Speaking in the broadest possible terms, the capitalist growth imperative seems to be at the root of economic organizing in the 21st century. Even so, this principle takes different forms – there are varieties of capitalism that all deserve careful attention. More specifically, capitalism currently seems to be moving further and further away from its material base towards the production and circulation of immaterial assets. This turn to the derivative, to value creation in and through speculation, can generally be labelled financialization. Not only is the world economy increasingly financialized, so is everyday life.
Therefore, AlterEcos begins with an enquiry into the organizational logics of the financial sector; they offer an important entry point to understanding the economic organizing of social life.
What are the alternatives?
Basically, the alternative is anything that is not dominant, not part of the mainstream, not business as usual. As George Cheney notes, however, we need to define the alternative in positive terms if we are to recognize it as anything but an antithesis to the current system. If alternatives are to be implemented, they must, at a minimum, be fleshed out.
In manifesto form, alternative (economic) organizations must hold to three foundational principles: individual autonomy, collective solidarity, and responsibility to the future. Alternative organizations, then, have identifiable ends; they work towards more sustainable modes of production, less unequal distribution of resources, more social inclusio
n at the workplace, etc. However, they also organize themselves in particular ways – and point to new ways of organizing the economy: for instance, co-created, co-operative, shared. Ultimately, they could even question the seemingly inviolable capitalist founding
principle of growth. Maybe a different order, another world, is possible?
How does one explore alternative forms of economic organizing?
Coca-Cola once ran an advertising campaign called ‘Small world machines’, which aimed at bringing Indians and Pakistanis together through the global brand’s vending machines. In the AlterEcos project we have appropriated and repurposed the notion of ‘small world machines’ – ours are not ‘big’ (as in mainstream) machines for making the world smaller, but ‘small’ (as in alternative) machines that may make a world of change.

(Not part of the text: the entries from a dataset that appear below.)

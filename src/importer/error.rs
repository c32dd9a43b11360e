// ==========================================
// 建筑材料清单系统 - 导入层错误类型
// ==========================================
// 工具: thiserror 派生宏
// 说明: 仅覆盖文件接入环节；报表解析本身不产生错误
// ==========================================

use thiserror::Error;

/// 导入层错误类型
#[derive(Error, Debug)]
pub enum ImportError {
    #[error("文件不存在: {0}")]
    FileNotFound(String),

    #[error("不支持的文件格式: {0}")]
    UnsupportedFormat(String),

    #[error("文件读取失败: {0}")]
    Io(#[from] std::io::Error),
}

/// Result 类型别名
pub type ImportResult<T> = Result<T, ImportError>;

Thus, we begin by identifying specific alternatives to currently dominant forms of economic organizing that may not seem revolutionary in and of themselves, but could be catalysts for larger change. In doing so, we follow Donald MacKenzie’s dictum that theories are engines, not cameras; if economic theories are co-productive of the currently dominant forms of economic organizing, then organizational theories may help foster the development of alternatives. Thus, we do not merely aim to identify and observe alternative forms of economic organizing, but also to evaluate their viability and desirability, and we seek to promote the ones that offer realistic potentials for positive change. By combining these ‘small machines’, we hope to be able to construct a ‘small world’ – or, with a nod to Fredric Jameson, a small-scale model on which the lines of flight from currently dominant forms of economic organizing can more clearly be read.